WHAT IS BEING ASKED: In the data, find each line where the word "await" appears and list that line.

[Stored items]
============================================================
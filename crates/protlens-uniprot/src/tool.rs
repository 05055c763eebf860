//! Tool-facing boundary for agent orchestration
//!
//! An agent hands a tool free text and expects free text back. Everything
//! below this layer returns typed errors; [`UniProtTool::run`] is the one
//! place where they are flattened into a `"UniProt exception: ..."` line.

use crate::config::{FailurePolicy, UniProtConfig};
use crate::error::Result;
use crate::format::{render, render_with_skipped, SkippedEntry};
use crate::search::ProteinSearch;
use async_trait::async_trait;
use tracing::{error, instrument};

pub const TOOL_NAME: &str = "uniprot_query";
pub const TOOL_DESCRIPTION: &str = "A wrapper around UniProt. \
    Useful for retrieving information about proteins from the UniProt database. \
    Input should be a search query.";
pub const EXCEPTION_PREFIX: &str = "UniProt exception: ";

/// A text-in, text-out research tool callable by an agent.
#[async_trait]
pub trait ResearchTool: Send + Sync {
    fn name(&self) -> &str;

    fn description(&self) -> &str;

    /// Never fails: errors are reported inside the returned text.
    async fn run(&self, query: &str) -> String;
}

#[derive(Debug, Clone)]
pub struct UniProtTool {
    search: ProteinSearch,
    result_limit: usize,
    max_output_chars: usize,
    failure_policy: FailurePolicy,
}

impl UniProtTool {
    pub fn new(config: &UniProtConfig) -> Result<Self> {
        Ok(Self::with_search(ProteinSearch::new(config)?, config))
    }

    pub fn with_search(search: ProteinSearch, config: &UniProtConfig) -> Self {
        Self {
            search,
            result_limit: config.result_limit,
            max_output_chars: config.max_output_chars,
            failure_policy: config.failure_policy,
        }
    }

    pub fn search(&self) -> &ProteinSearch {
        &self.search
    }

    /// Search and render, keeping the typed error.
    pub async fn try_run(&self, query: &str) -> Result<String> {
        match self.failure_policy {
            FailurePolicy::FailClosed => {
                let records = self.search.search(query, self.result_limit).await?;
                Ok(render(&records, self.max_output_chars))
            },
            FailurePolicy::SkipFailed => {
                let outcomes = self.search.search_outcomes(query, self.result_limit).await?;
                let mut records = Vec::with_capacity(outcomes.len());
                let mut skipped = Vec::new();
                for outcome in outcomes {
                    match outcome.result {
                        Ok(record) => records.push(record),
                        Err(e) => skipped.push(SkippedEntry {
                            accession: outcome.accession,
                            reason: e.to_string(),
                        }),
                    }
                }
                Ok(render_with_skipped(&records, &skipped, self.max_output_chars))
            },
        }
    }
}

#[async_trait]
impl ResearchTool for UniProtTool {
    fn name(&self) -> &str {
        TOOL_NAME
    }

    fn description(&self) -> &str {
        TOOL_DESCRIPTION
    }

    #[instrument(skip(self, query), fields(tool = TOOL_NAME))]
    async fn run(&self, query: &str) -> String {
        match self.try_run(query).await {
            Ok(text) => text,
            Err(e) => {
                error!(error = %e, "UniProt tool call failed");
                format!("{EXCEPTION_PREFIX}{e}")
            },
        }
    }
}

#[cfg(test)]
#[allow(clippy::unwrap_used, clippy::expect_used)]
mod tests {
    use super::*;

    #[test]
    fn test_tool_metadata() {
        let tool = UniProtTool::new(&UniProtConfig::default()).unwrap();
        assert_eq!(tool.name(), "uniprot_query");
        assert!(tool.description().starts_with("A wrapper around UniProt. Useful"));
        assert!(tool.description().ends_with("Input should be a search query."));
    }

    #[test]
    fn test_invalid_config_rejected() {
        let config = UniProtConfig::builder().result_limit(0).build();
        assert!(UniProtTool::new(&config).is_err());
    }

    #[test]
    fn test_tool_is_object_safe() {
        let tool: Box<dyn ResearchTool> = Box::new(UniProtTool::new(&UniProtConfig::default()).unwrap());
        assert_eq!(tool.name(), TOOL_NAME);
    }
}
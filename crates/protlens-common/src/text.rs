//! Text bounding helpers

/// Truncate `text` to at most `max_chars` characters.
///
/// Counts Unicode scalar values, not bytes, so a multi-byte character is
/// never split. Returns the input unchanged when it is already short enough.
pub fn truncate_chars(text: &str, max_chars: usize) -> &str {
    match text.char_indices().nth(max_chars) {
        Some((byte_idx, _)) => &text[..byte_idx],
        None => text,
    }
}

/// Owned variant of [`truncate_chars`] that avoids reallocating when no cut is needed.
pub fn truncate_owned(mut text: String, max_chars: usize) -> String {
    if let Some((byte_idx, _)) = text.char_indices().nth(max_chars) {
        text.truncate(byte_idx);
    }
    text
}
//! Error types for UniProt retrieval
//!
//! Normalization never fails; every variant here comes from configuration or
//! from talking to the REST API.

use thiserror::Error;

/// Result type alias for UniProt operations
pub type Result<T> = std::result::Result<T, UniProtError>;

#[derive(Error, Debug)]
pub enum UniProtError {
    /// Connection refused, DNS failure, timeout, or a body that could not be read
    #[error("request to {url} failed: {source}")]
    Transport {
        url: String,
        #[source]
        source: reqwest::Error,
    },

    /// Response body was not valid JSON
    #[error("invalid JSON from {url}: {source}")]
    Decode {
        url: String,
        #[source]
        source: serde_json::Error,
    },

    #[error("not found: {url}")]
    NotFound { url: String },

    /// Non-success status other than 404
    #[error("HTTP {status} from {url}")]
    Status { url: String, status: u16 },

    #[error("configuration error: {0}")]
    Config(String),
}

impl UniProtError {
    pub fn config(msg: impl Into<String>) -> Self {
        Self::Config(msg.into())
    }

    /// Only transport-level failures are worth another attempt; a malformed
    /// body or a definite HTTP answer will come back the same way.
    pub fn is_retryable(&self) -> bool {
        matches!(self, Self::Transport { .. })
    }

    pub fn is_not_found(&self) -> bool {
        matches!(self, Self::NotFound { .. })
    }
}
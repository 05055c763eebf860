//! Safe navigation through loosely shaped JSON
//!
//! UniProt entries omit whole sub-objects when an annotation is missing, so
//! every lookup in the normalizer goes through these helpers instead of
//! indexing directly. A missing key, a `null`, or a value of the wrong type
//! all collapse to the caller's default.

use serde_json::Value;

/// Follow `path` through nested objects.
pub fn get_path<'a>(value: &'a Value, path: &[&str]) -> Option<&'a Value> {
    path.iter().try_fold(value, |current, key| current.get(key))
}

/// String at `path`, or `default` when absent or not a string.
pub fn get_str(value: &Value, path: &[&str], default: &str) -> String {
    get_path(value, path)
        .and_then(Value::as_str)
        .unwrap_or(default)
        .to_string()
}

/// Array at `path`, or an empty slice when absent or not an array.
pub fn get_array<'a>(value: &'a Value, path: &[&str]) -> &'a [Value] {
    get_path(value, path)
        .and_then(Value::as_array)
        .map(Vec::as_slice)
        .unwrap_or(&[])
}
//! Spec-string driven command resolution.
//!
//! Commands, groups and options are declared with small spec strings:
//!
//! - commands: `"store ls <path> [opt] [...rest]"`
//! - groups: `"store"`
//! - options: `"-f, --flag <value>"`, `"--open"`, `"--include [...v]"`
//!
//! [`App::build`] validates every declaration once and yields an immutable
//! [`Program`]. [`Program::resolve`] matches a token vector against it and
//! binds arguments and options; [`Program::run`] additionally invokes the
//! matched action through the app, group and command middlewares.
//!
//! ```
//! use argot::{App, command, option};
//! use serde_json::json;
//!
//! let program = App::new("site")
//!     .command(command("<file>"))
//!     .command(command("dev").option(option("--port <port>").default_value("3000")))
//!     .build()
//!     .unwrap();
//!
//! let ctx = program.resolve(["readme.md"]).unwrap();
//! assert_eq!(ctx.argument("file"), Some(json!("readme.md")));
//!
//! let ctx = program.resolve(["dev"]).unwrap();
//! assert_eq!(ctx.option("port"), Some(json!("3000")));
//! ```

pub mod binder;
pub mod builder;
pub mod descriptor;
mod describe;
pub mod error;
pub mod matcher;
pub mod middleware;
pub mod program;
pub mod spec;

pub use argot_metadata as metadata;
pub use binder::{MatchedArgument, MatchedOption};
pub use builder::{
    App, ArgumentBuilder, CommandBuilder, GroupBuilder, OptionBuilder, argument, command, group,
    option,
};
pub use descriptor::{
    ArgumentDescriptor, ArgumentKind, CommandDescriptor, CommandId, GroupDescriptor, GroupId,
    OptionDescriptor, OptionId, OptionKind, Scope,
};
pub use error::{
    AmbiguityError, Error, Result, RuntimeError, SpecError, SpecErrorKind, UnknownOptionError,
};
pub use matcher::Context;
pub use middleware::{Invocation, Next, UnknownOption};
pub use program::Program;
impl<'p> Context<'p> {
    fn new(program: &'p Program, tokens: Vec<String>, seed: Seed) -> Self {
        let mut ctx = Self {
            program,
            cursor: TokenCursor::new(tokens),
            pieces: Vec::new(),
            group: None,
            command: None,
            pending: Vec::new(),
            group_default: None,
            slots: Vec::new(),
            slot_by_option: HashMap::new(),
            bound: IndexMap::new(),
            longs: HashMap::new(),
            shorts: HashMap::new(),
            negated: HashMap::new(),
            claimed: IndexMap::new(),
            unknown_options: Vec::new(),
            arguments: Vec::new(),
            queue: Vec::new(),
            unknown: Vec::new(),
            remaining: Vec::new(),
        };

        match seed {
            Seed::Root => {
                for id in &program.root_commands {
                    ctx.expand(*id);
                }
                for group in &program.groups {
                    ctx.pending.push(Candidate {
                        target: Target::Group(group.id),
                        pieces: &group.pieces,
                        next: 0,
                    });
                }
            }
            Seed::Command(id) => {
                ctx.command = Some(id);
                ctx.group = program.command(id).group;
            }
            Seed::GroupDefault { group, command } => {
                ctx.pending.push(Candidate {
                    target: Target::Group(group),
                    pieces: &program.group(group).pieces,
                    next: 0,
                });
                ctx.group_default = Some(command);
            }
        }
        ctx.relink();
        ctx
    }

    /// Queue every non-empty alias of a command as a candidate.
    fn expand(&mut self, id: CommandId) {
        let program = self.program;
        for alias in program.command(id).aliases.iter() {
            if !alias.is_empty() {
                self.pending.push(Candidate {
                    target: Target::Command(id),
                    pieces: alias,
                    next: 0,
                });
            }
        }
    }

    fn walk(&mut self) -> Result<()> {
        while let Some(token) = self.cursor.advance() {
            tracing::trace!(%token, "token");
            if token == "--" {
                let rest = self.cursor.drain();
                self.remaining.extend(rest);
                break;
            }
            if is_option_token(&token) {
                self.bind_option(&token)?;
            } else {
                self.bare(token)?;
            }
        }
        Ok(())
    }

    fn bind_option(&mut self, token: &str) -> Result<()> {
        let (flag, text) = match token.split_once('=') {
            Some((flag, text)) => (flag, Some(text)),
            None => (token, None),
        };

        let (slot, key) = if let Some(key) = flag.strip_prefix("--") {
            let slot = self
                .longs
                .get(key)
                .or_else(|| self.negated.get(key))
                .copied();
            (slot, key.to_string())
        } else {
            let key = &flag[1..];
            let mut chars = key.chars();
            let slot = match (chars.next(), chars.next()) {
                (Some(short), None) => self.shorts.get(&short).copied(),
                _ => None,
            };
            // Shorts bind under the long name so negation never applies.
            let key = match slot {
                Some(slot) => self.slots[slot].option().long.clone(),
                None => key.to_string(),
            };
            (slot, key)
        };

        match slot {
            Some(slot) => {
                self.slots[slot].accept(&mut self.cursor, &key, text)?;
                let long = self.slots[slot].option().long.clone();
                self.bound.insert(long, slot);
            }
            None => {
                tracing::trace!(%flag, "unknown option");
                self.unknown_options.push(UnknownOption {
                    flag: flag.to_string(),
                    key,
                    value: text.map(str::to_string),
                });
            }
        }
        Ok(())
    }

    fn bare(&mut self, token: String) -> Result<()> {
        let hit = self
            .pending
            .iter()
            .any(|candidate| candidate.pieces[candidate.next] == token);
        if !hit {
            if !self.pending.is_empty() {
                tracing::trace!(%token, "sub-command walk ended");
                self.pending.clear();
            }
            if self.command.is_some() {
                self.queue.push(token);
            } else {
                self.unknown.push(token);
            }
            return Ok(());
        }

        let mut completed: Vec<Target> = Vec::new();
        for mut candidate in std::mem::take(&mut self.pending) {
            if candidate.pieces[candidate.next] != token {
                continue;
            }
            candidate.next += 1;
            if candidate.next == candidate.pieces.len() {
                if !completed.contains(&candidate.target) {
                    completed.push(candidate.target);
                }
            } else {
                self.pending.push(candidate);
            }
        }
        self.pieces.push(token);

        match completed.as_slice() {
            [] => Ok(()),
            [target] => {
                self.commit(*target);
                Ok(())
            }
            [first, second, ..] => Err(self.ambiguity(*first, *second).into()),
        }
    }

    fn commit(&mut self, target: Target) {
        let program = self.program;
        match target {
            Target::Group(id) => {
                tracing::debug!(group = %program.group(id).spec(), "matched group");
                self.group = Some(id);
                self.command = None;
                match self.group_default {
                    Some(command) => {
                        tracing::debug!(command = %program.command(command).spec(), "activated group default");
                        self.command = Some(command);
                    }
                    None => {
                        for command in &program.group(id).commands {
                            self.expand(*command);
                        }
                    }
                }
            }
            Target::Command(id) => {
                let command = program.command(id);
                tracing::debug!(command = %command.spec(), "matched command");
                self.command = Some(id);
                self.group = command.group;
            }
        }
        self.relink();
    }

    fn ambiguity(&self, first: Target, second: Target) -> AmbiguityError {
        let pieces = self.pieces.join(" ");
        match (first, second) {
            (Target::Group(_), Target::Group(_)) => AmbiguityError::DuplicatedGroup { pieces },
            _ => AmbiguityError::DuplicatedCommand {
                pieces,
                first: self.label(first),
                second: self.label(second),
            },
        }
    }

    fn label(&self, target: Target) -> String {
        match target {
            Target::Command(id) => self.program.usage(id),
            Target::Group(id) => self.program.group(id).spec.clone(),
        }
    }

    fn slot_for(&mut self, id: OptionId) -> usize {
        if let Some(&slot) = self.slot_by_option.get(&id) {
            return slot;
        }
        let program = self.program;
        let slot = self.slots.len();
        self.slots.push(MatchedOption::new(program.option(id)));
        self.slot_by_option.insert(id, slot);
        slot
    }

    /// Rebuild the lookup tables from the active scopes.
    ///
    /// Lookups always reach the innermost active option for a name. Slots
    /// persist across relinks, and `bound` keeps reporting a slot that received
    /// a token until a slot active at read time takes the name over.
    fn relink(&mut self) {
        let program = self.program;
        let mut scopes: Vec<&'p [OptionId]> = vec![&program.app_options];
        if let Some(group) = self.group {
            scopes.push(&program.group(group).options);
        }
        if let Some(command) = self.command {
            scopes.push(&program.command(command).options);
        }

        let mut bound: IndexMap<String, usize> = std::mem::take(&mut self.bound)
            .into_iter()
            .filter(|&(_, slot)| self.slots[slot].is_dirty())
            .collect();
        self.longs.clear();
        self.shorts.clear();
        self.negated.clear();
        for ids in scopes {
            for id in ids {
                let slot = self.slot_for(*id);
                let option = program.option(*id);
                let keep = !self.slots[slot].is_dirty()
                    && bound
                        .get(&option.long)
                        .is_some_and(|&earlier| self.slots[earlier].is_dirty());
                if !keep {
                    bound.insert(option.long.clone(), slot);
                }
                self.longs.insert(option.long.clone(), slot);
                if let Some(short) = option.short {
                    self.shorts.insert(short, slot);
                }
                if let Some(name) = option.negated_name() {
                    self.negated.insert(name, slot);
                }
            }
        }
        tracing::trace!(options = bound.len(), "relinked options");
        self.bound = bound;
    }

    fn fallback(&self) -> Option<Seed> {
        let program = self.program;
        if let Some(group) = self.group {
            if let Some(command) = program.default_in(&program.group(group).commands) {
                return Some(Seed::GroupDefault { group, command });
            }
        }
        program.default_in(&program.root_commands).map(Seed::Command)
    }

    fn active_handlers(&self) -> Vec<&'p UnknownOptionHandler> {
        let program = self.program;
        let mut handlers: Vec<&'p UnknownOptionHandler> =
            program.unknown_option_handlers.iter().collect();
        if let Some(group) = self.group {
            handlers.extend(program.group(group).unknown_option_handlers.iter());
        }
        if let Some(command) = self.command {
            handlers.extend(program.command(command).unknown_option_handlers.iter());
        }
        handlers
    }

    fn finish(mut self) -> Result<Self> {
        let program = self.program;

        if let Some(id) = self.command {
            let command = program.command(id);
            let mut queue = std::mem::take(&mut self.queue).into_iter();
            for argument in &command.arguments {
                let mut matched = MatchedArgument::new(argument);
                match argument.kind {
                    ArgumentKind::Required => match queue.next() {
                        Some(token) => matched.accept(token),
                        None => {
                            return Err(RuntimeError::RequiredArgumentMissing {
                                name: argument.name.clone(),
                            }
                            .into());
                        }
                    },
                    ArgumentKind::Optional => {
                        if let Some(token) = queue.next() {
                            matched.accept(token);
                        }
                    }
                    ArgumentKind::Spread => {
                        for token in queue.by_ref() {
                            matched.accept(token);
                        }
                    }
                }
                self.arguments.push(matched);
            }
            let mut leftover: Vec<String> = queue.collect();
            if !leftover.is_empty() {
                leftover.append(&mut self.remaining);
                self.remaining = leftover;
            }
        }

        let handlers = self.active_handlers();
        for unknown in std::mem::take(&mut self.unknown_options) {
            match handlers.iter().find_map(|handler| handler(&unknown)) {
                Some(value) => {
                    self.claimed.insert(unknown.key.clone(), value);
                }
                None => self.unknown_options.push(unknown),
            }
        }

        if self.command.is_some() {
            if let Some(unknown) = self.unknown_options.first() {
                return Err(UnknownOptionError {
                    flag: unknown.flag.clone(),
                }
                .into());
            }
        }

        tracing::debug!(
            command = ?self.command().map(|command| command.spec()),
            pieces = ?self.pieces,
            "resolved"
        );
        Ok(self)
    }

    pub fn program(&self) -> &'p Program {
        self.program
    }

    pub fn command(&self) -> Option<&'p CommandDescriptor> {
        let program = self.program;
        self.command.map(|id| program.command(id))
    }

    pub fn group(&self) -> Option<&'p GroupDescriptor> {
        let program = self.program;
        self.group.map(|id| program.group(id))
    }

    /// Sub-command pieces consumed by the walk.
    pub fn pieces(&self) -> &[String] {
        &self.pieces
    }

    pub fn arguments(&self) -> &[MatchedArgument<'p>] {
        &self.arguments
    }

    pub fn argument(&self, name: &str) -> Option<Value> {
        self.arguments
            .iter()
            .find(|argument| argument.name() == name)
            .map(MatchedArgument::value)
    }

    /// Values of every bound option, keyed by long name, followed by options
    /// claimed by unknown-option handlers.
    pub fn options(&self) -> IndexMap<String, Value> {
        let mut out: IndexMap<String, Value> = self
            .bound
            .iter()
            .map(|(long, &slot)| (long.clone(), self.slots[slot].value()))
            .collect();
        for (key, value) in &self.claimed {
            out.entry(key.clone()).or_insert_with(|| value.clone());
        }
        out
    }

    pub fn option(&self, long: &str) -> Option<Value> {
        if let Some(&slot) = self.bound.get(long) {
            return Some(self.slots[slot].value());
        }
        self.claimed.get(long).cloned()
    }

    pub fn matched_option(&self, long: &str) -> Option<&MatchedOption<'p>> {
        self.bound.get(long).map(|&slot| &self.slots[slot])
    }

    /// Tokens after `--`, preceded by positional tokens no argument took.
    pub fn remaining(&self) -> &[String] {
        &self.remaining
    }

    /// Bare tokens seen while no command was matched.
    pub fn unknown(&self) -> &[String] {
        &self.unknown
    }

    pub fn unknown_options(&self) -> &[UnknownOption] {
        &self.unknown_options
    }

    pub fn into_invocation(self) -> Invocation {
        Invocation {
            command: self.command.map(|id| self.program.usage(id)).unwrap_or_default(),
            pieces: self.pieces.clone(),
            arguments: self.arguments.iter().map(MatchedArgument::value).collect(),
            options: self.options(),
            remaining: self.remaining.clone(),
            data: serde_json::Map::new(),
        }
    }
}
============================================================
ANSWER FOR THIS EXERCISE:
                let records = self.search.search(query, self.result_limit).await?;
                let outcomes = self.search.search_outcomes(query, self.result_limit).await?;
        match self.try_run(query).await {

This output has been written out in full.